Collection entries:
Content starts
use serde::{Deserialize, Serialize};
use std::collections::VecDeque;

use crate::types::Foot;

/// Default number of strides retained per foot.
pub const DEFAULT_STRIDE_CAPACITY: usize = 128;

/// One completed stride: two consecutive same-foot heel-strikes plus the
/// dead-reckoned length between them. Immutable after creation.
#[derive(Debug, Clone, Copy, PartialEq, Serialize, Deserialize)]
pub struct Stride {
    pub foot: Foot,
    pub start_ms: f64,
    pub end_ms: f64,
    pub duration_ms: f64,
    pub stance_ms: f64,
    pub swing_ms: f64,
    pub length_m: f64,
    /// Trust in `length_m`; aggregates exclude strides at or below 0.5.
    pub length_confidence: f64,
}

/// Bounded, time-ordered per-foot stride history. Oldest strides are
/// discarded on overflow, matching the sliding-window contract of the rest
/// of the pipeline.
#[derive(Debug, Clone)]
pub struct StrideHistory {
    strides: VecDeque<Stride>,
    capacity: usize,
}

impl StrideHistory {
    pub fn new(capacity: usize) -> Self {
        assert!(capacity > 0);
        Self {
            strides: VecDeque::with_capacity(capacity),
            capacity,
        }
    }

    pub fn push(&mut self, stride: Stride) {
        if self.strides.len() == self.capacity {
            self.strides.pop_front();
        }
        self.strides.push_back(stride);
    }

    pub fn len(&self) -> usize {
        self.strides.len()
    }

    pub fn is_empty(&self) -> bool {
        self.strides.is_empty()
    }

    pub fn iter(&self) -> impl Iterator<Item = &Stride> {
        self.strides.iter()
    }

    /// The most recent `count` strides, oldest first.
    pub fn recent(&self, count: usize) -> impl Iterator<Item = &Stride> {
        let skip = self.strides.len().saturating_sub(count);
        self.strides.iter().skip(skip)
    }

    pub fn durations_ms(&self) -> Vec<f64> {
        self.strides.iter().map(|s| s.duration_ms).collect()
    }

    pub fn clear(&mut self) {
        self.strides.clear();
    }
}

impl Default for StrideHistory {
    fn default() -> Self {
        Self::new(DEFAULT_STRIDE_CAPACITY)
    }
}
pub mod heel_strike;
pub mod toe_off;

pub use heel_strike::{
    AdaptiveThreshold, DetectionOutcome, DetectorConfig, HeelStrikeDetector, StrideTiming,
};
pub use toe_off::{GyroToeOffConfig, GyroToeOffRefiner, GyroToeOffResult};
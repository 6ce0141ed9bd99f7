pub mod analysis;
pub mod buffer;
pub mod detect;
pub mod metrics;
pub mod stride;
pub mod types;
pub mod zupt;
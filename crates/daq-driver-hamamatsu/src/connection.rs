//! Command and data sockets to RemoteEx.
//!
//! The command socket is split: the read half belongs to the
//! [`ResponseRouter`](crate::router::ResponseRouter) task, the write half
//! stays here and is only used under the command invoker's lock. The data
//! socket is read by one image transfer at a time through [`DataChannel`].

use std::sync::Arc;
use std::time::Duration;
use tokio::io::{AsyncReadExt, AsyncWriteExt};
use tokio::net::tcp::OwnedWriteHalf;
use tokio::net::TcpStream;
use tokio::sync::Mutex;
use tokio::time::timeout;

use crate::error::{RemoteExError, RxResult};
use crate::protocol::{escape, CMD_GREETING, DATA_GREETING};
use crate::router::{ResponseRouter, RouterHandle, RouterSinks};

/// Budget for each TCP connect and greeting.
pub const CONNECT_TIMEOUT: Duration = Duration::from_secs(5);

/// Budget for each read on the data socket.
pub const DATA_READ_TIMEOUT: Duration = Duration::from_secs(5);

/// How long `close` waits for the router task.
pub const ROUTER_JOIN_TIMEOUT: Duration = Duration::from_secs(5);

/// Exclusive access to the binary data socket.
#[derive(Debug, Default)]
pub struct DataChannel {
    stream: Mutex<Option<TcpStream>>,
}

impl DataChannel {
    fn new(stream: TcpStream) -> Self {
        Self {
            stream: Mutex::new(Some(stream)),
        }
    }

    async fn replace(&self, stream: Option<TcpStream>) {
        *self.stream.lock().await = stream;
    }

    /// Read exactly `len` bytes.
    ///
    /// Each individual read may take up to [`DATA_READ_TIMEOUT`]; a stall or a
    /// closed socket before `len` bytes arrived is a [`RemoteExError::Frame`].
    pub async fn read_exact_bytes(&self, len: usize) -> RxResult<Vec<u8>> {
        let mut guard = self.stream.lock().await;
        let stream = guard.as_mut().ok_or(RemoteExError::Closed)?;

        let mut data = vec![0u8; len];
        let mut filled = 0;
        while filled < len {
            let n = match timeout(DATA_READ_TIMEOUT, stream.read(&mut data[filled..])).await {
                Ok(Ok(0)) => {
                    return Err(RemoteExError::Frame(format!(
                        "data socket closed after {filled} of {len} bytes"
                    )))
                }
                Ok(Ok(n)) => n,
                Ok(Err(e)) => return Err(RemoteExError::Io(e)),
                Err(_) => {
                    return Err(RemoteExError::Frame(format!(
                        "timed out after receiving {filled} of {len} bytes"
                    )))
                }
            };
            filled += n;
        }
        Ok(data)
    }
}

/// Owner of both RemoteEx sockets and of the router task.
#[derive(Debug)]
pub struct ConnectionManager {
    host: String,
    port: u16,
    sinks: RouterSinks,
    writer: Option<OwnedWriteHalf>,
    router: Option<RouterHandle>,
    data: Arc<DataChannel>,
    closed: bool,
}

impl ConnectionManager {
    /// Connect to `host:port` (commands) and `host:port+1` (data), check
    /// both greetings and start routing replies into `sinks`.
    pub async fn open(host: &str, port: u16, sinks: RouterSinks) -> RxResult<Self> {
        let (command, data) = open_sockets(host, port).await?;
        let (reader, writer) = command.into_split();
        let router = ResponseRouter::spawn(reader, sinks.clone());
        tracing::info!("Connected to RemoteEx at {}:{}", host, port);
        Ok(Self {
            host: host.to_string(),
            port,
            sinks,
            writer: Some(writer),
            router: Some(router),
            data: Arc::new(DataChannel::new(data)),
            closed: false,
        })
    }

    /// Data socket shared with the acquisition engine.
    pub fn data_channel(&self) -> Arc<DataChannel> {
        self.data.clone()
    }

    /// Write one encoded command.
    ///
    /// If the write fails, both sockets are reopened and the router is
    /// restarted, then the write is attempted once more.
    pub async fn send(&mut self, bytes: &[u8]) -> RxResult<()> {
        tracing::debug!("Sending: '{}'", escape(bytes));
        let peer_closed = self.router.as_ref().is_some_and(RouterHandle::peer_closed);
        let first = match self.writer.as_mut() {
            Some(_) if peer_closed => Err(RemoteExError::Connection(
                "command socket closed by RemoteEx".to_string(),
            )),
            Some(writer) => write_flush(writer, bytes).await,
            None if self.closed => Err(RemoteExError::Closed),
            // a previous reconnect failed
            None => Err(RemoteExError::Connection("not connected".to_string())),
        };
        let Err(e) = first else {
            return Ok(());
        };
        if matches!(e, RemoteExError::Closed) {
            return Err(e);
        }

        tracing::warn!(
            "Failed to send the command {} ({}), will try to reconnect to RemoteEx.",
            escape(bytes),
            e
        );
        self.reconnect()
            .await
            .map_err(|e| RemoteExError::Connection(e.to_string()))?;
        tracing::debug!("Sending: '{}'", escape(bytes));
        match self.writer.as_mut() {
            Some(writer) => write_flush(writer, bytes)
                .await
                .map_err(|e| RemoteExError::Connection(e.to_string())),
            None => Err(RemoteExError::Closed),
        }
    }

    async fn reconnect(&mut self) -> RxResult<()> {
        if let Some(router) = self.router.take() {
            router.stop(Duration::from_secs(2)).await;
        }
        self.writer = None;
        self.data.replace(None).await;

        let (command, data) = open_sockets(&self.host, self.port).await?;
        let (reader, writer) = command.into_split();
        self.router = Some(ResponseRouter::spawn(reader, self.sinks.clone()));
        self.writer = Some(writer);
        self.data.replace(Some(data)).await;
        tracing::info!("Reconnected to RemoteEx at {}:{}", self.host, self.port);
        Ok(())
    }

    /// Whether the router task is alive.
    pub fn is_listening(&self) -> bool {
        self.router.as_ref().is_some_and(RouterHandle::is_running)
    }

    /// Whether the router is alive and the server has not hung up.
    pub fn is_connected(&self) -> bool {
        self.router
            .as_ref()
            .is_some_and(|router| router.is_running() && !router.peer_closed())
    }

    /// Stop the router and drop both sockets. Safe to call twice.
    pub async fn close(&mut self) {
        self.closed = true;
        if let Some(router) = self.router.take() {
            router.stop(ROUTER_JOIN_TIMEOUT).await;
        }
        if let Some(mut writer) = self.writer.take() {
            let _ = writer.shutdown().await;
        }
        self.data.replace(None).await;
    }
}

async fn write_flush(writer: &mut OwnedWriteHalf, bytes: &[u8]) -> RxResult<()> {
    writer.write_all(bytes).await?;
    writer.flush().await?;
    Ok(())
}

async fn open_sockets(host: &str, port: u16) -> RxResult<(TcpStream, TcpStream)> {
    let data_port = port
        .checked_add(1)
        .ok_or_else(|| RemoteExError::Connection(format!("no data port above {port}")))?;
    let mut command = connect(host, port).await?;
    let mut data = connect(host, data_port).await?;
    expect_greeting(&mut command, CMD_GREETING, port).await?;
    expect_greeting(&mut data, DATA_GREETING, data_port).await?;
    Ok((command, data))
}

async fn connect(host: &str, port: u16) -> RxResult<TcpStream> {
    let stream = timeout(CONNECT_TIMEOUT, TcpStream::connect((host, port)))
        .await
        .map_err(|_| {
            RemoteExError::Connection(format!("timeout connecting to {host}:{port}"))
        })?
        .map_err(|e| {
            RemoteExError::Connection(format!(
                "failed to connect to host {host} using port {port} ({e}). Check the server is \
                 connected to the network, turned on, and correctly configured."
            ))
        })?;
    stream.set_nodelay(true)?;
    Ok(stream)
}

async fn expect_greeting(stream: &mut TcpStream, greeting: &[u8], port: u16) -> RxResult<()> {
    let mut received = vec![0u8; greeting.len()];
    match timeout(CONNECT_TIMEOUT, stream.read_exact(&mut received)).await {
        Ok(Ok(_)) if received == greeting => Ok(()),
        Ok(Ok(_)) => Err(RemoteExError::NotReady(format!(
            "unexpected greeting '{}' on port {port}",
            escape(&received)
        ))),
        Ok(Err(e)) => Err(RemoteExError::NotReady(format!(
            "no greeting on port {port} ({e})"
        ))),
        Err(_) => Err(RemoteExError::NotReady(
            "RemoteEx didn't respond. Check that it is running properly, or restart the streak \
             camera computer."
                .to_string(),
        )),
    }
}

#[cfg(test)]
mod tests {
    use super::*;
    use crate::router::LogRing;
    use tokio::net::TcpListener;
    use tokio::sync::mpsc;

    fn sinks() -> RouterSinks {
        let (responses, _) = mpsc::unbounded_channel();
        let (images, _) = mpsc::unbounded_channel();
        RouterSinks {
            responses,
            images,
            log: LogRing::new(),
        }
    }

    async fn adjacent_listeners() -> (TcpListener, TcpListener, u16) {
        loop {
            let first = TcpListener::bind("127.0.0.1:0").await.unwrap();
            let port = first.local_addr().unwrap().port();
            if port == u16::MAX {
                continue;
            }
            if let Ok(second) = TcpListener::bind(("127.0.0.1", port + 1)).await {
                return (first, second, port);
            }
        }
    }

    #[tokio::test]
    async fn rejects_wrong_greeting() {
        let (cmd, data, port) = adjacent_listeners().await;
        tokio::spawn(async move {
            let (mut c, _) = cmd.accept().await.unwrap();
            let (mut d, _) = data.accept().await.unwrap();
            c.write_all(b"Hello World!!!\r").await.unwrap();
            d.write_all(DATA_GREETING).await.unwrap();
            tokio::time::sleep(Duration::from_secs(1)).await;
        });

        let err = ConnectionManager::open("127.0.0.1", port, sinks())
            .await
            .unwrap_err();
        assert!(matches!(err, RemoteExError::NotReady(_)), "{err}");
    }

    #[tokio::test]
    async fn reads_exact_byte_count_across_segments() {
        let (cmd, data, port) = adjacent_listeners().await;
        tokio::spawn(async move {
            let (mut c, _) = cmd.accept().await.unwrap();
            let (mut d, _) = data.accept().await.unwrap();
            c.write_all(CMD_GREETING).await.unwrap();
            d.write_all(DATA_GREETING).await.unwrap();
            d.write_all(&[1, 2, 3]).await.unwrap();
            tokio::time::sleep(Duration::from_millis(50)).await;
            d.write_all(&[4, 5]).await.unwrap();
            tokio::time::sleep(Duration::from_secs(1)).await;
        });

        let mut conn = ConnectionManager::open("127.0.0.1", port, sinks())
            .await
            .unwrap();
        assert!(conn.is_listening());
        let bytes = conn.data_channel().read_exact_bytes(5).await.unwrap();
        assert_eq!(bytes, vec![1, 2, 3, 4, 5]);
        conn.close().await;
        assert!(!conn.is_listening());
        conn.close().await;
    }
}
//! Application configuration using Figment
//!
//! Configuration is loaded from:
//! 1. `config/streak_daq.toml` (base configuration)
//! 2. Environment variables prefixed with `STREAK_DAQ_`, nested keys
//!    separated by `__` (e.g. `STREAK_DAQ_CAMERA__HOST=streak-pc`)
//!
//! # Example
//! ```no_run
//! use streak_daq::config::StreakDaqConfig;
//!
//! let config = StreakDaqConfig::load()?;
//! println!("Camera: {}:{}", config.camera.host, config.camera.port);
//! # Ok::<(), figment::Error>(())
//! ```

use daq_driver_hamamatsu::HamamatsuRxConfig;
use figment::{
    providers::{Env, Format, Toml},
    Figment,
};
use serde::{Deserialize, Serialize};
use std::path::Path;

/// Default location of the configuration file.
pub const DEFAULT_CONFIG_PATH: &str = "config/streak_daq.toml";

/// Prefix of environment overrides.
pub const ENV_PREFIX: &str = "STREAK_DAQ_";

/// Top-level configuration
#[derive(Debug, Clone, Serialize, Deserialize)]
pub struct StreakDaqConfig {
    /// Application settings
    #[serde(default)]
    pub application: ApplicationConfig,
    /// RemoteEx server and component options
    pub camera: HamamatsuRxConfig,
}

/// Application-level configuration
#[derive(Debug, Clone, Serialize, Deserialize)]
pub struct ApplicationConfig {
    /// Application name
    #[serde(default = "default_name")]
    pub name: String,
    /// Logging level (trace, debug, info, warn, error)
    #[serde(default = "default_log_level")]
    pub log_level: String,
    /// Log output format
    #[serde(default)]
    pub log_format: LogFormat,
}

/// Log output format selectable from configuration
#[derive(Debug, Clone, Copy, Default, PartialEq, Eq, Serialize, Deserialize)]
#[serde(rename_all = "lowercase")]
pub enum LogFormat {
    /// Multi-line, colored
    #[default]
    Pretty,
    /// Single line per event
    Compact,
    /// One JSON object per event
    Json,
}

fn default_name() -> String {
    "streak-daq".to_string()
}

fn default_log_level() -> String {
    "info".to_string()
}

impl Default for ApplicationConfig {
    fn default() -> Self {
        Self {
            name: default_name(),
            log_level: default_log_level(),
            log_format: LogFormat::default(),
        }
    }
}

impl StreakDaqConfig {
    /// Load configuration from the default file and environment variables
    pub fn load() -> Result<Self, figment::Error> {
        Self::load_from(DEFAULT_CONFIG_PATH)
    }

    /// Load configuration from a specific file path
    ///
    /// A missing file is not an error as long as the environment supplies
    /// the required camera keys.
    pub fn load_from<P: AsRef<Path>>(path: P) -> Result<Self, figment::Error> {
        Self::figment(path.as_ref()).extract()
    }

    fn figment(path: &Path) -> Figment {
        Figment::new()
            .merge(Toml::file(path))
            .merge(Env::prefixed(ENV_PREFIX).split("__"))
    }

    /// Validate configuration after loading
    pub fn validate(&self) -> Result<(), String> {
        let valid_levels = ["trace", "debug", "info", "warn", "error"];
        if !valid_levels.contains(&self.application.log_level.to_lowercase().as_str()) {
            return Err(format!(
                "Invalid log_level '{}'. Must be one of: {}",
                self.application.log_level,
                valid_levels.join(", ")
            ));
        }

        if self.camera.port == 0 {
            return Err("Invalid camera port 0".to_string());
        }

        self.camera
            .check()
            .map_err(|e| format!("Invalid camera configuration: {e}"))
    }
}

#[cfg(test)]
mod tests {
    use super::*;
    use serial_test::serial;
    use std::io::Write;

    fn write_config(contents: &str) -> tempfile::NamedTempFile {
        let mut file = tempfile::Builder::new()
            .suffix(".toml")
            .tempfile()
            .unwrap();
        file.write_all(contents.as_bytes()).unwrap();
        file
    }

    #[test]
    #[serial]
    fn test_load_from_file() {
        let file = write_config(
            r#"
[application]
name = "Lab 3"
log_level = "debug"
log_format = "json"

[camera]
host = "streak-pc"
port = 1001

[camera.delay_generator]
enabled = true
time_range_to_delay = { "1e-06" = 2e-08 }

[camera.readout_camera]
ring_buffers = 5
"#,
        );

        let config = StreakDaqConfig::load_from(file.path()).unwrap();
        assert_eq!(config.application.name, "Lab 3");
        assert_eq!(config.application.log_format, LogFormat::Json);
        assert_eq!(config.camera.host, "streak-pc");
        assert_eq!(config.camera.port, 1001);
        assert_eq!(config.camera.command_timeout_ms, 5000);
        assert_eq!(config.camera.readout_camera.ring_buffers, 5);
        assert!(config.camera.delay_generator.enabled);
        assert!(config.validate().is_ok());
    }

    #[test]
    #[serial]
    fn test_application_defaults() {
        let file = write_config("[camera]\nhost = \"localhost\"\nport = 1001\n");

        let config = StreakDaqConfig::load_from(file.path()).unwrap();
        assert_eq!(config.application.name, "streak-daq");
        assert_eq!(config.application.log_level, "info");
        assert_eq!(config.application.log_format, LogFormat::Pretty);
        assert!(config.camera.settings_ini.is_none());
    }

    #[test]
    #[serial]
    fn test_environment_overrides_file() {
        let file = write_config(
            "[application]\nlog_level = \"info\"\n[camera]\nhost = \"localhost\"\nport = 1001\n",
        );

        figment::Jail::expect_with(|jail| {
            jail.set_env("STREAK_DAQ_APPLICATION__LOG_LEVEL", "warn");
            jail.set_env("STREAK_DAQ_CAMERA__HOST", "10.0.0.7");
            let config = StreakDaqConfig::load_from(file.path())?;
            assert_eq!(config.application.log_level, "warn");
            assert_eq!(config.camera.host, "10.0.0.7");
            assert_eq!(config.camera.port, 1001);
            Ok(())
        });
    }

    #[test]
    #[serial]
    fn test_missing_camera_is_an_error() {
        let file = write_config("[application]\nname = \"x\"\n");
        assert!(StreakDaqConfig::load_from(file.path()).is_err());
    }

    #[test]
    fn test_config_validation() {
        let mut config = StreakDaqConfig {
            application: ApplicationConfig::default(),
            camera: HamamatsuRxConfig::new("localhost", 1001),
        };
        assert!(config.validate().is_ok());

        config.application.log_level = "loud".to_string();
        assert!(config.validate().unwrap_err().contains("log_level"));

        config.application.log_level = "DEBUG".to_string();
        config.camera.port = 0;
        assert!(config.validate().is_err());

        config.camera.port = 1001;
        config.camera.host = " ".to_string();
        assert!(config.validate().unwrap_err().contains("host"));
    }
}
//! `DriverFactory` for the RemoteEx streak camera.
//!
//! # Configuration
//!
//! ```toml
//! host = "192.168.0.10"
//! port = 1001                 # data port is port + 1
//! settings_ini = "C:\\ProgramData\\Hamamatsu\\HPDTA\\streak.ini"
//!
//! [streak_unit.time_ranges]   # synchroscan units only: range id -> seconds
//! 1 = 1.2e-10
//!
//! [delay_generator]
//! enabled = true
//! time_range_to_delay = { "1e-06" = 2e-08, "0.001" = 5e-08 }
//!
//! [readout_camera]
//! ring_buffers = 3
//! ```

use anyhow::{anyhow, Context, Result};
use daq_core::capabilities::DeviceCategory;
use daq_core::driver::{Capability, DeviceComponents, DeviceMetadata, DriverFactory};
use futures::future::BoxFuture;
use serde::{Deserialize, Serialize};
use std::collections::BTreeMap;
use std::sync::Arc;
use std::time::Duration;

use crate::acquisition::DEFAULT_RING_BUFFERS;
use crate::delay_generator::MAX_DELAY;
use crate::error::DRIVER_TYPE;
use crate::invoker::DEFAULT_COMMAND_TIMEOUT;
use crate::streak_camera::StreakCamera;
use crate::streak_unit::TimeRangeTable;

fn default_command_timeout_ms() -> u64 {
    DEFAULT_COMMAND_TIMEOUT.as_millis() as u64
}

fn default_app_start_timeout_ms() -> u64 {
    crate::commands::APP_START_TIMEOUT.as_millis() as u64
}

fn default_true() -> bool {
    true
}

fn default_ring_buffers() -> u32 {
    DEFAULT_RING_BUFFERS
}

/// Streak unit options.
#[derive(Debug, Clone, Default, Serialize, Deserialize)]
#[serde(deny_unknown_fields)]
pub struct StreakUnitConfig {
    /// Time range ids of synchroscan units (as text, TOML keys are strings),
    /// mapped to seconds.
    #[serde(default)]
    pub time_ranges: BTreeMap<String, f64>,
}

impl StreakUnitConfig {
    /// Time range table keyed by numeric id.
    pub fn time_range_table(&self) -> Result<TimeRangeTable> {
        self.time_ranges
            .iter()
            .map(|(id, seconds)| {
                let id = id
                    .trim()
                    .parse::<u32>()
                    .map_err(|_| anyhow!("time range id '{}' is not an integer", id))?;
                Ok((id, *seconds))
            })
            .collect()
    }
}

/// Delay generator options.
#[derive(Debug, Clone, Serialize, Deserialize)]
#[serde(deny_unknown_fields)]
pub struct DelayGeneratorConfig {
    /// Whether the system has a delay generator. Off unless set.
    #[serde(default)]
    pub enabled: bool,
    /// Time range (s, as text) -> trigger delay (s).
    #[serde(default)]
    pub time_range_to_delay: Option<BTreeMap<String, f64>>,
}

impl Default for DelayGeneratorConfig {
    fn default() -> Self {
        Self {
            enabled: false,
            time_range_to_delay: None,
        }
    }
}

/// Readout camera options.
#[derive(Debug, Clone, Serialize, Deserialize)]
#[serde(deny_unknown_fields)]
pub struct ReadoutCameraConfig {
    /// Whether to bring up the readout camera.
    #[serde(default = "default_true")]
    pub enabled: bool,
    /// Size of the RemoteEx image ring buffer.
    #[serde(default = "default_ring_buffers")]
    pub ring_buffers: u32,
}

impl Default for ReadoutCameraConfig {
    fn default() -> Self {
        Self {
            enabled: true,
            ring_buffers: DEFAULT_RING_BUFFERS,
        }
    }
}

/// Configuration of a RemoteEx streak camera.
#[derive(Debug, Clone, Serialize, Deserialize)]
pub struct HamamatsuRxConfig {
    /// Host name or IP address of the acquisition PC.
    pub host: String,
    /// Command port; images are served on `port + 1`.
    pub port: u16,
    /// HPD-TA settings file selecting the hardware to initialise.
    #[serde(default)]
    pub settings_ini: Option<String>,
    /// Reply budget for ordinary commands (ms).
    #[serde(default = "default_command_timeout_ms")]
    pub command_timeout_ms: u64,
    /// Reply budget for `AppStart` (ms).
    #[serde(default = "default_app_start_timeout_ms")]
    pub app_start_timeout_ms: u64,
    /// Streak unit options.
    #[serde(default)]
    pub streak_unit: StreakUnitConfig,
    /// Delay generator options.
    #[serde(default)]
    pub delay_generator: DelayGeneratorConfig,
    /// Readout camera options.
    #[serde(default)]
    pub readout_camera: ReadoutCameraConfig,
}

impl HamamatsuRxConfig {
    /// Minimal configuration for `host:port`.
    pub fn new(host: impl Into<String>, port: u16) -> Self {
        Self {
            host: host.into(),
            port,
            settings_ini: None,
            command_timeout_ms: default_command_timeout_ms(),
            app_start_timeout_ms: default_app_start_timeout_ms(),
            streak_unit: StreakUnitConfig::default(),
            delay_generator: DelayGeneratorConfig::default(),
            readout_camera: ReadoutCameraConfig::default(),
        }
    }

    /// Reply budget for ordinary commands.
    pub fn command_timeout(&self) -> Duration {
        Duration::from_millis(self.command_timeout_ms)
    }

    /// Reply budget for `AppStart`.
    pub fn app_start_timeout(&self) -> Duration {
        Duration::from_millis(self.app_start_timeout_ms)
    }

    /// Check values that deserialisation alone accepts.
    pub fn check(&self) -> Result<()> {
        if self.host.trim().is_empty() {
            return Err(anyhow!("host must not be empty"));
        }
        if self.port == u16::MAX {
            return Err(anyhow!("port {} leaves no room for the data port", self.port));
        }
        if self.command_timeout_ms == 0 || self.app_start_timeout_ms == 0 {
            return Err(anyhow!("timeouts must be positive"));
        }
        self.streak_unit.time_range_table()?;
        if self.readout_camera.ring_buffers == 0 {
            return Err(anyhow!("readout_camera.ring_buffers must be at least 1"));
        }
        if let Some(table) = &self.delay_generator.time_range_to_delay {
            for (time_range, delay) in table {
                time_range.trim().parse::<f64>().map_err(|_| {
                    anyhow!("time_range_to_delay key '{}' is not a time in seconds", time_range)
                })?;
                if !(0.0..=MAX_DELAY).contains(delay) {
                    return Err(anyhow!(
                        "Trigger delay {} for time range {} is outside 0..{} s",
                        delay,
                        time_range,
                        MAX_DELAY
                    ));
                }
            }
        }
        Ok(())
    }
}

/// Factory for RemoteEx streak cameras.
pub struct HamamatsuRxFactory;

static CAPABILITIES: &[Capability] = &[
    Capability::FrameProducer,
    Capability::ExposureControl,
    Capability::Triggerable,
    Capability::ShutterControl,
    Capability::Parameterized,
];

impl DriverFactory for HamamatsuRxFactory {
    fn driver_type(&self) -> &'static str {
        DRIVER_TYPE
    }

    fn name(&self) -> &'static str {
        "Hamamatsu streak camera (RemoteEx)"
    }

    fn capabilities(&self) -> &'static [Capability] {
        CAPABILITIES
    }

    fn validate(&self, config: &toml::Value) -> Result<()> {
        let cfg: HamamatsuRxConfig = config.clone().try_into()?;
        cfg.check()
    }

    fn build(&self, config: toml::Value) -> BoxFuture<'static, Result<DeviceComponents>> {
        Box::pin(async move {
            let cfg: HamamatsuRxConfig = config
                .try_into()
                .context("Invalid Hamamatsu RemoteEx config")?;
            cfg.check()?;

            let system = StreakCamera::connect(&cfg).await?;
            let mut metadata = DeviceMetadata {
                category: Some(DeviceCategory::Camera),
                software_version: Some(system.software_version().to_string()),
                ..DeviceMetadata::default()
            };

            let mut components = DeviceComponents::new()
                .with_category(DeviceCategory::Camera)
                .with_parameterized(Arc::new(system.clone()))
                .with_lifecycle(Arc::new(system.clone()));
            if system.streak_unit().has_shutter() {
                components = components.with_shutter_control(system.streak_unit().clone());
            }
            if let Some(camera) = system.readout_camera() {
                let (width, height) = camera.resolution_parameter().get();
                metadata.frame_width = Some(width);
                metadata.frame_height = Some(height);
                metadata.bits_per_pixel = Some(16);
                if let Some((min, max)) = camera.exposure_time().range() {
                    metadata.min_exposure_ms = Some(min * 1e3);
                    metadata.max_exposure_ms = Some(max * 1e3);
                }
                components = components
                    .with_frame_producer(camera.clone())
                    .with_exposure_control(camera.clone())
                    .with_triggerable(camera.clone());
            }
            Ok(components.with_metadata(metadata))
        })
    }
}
Content ends
Exercise goal >> Whenever the word "received" shows up in a line of the entries, list that line.

Solution to the exercise >>
    let mut received = vec![0u8; greeting.len()];
    match timeout(CONNECT_TIMEOUT, stream.read_exact(&mut received)).await {
        Ok(Ok(_)) if received == greeting => Ok(()),
            escape(&received)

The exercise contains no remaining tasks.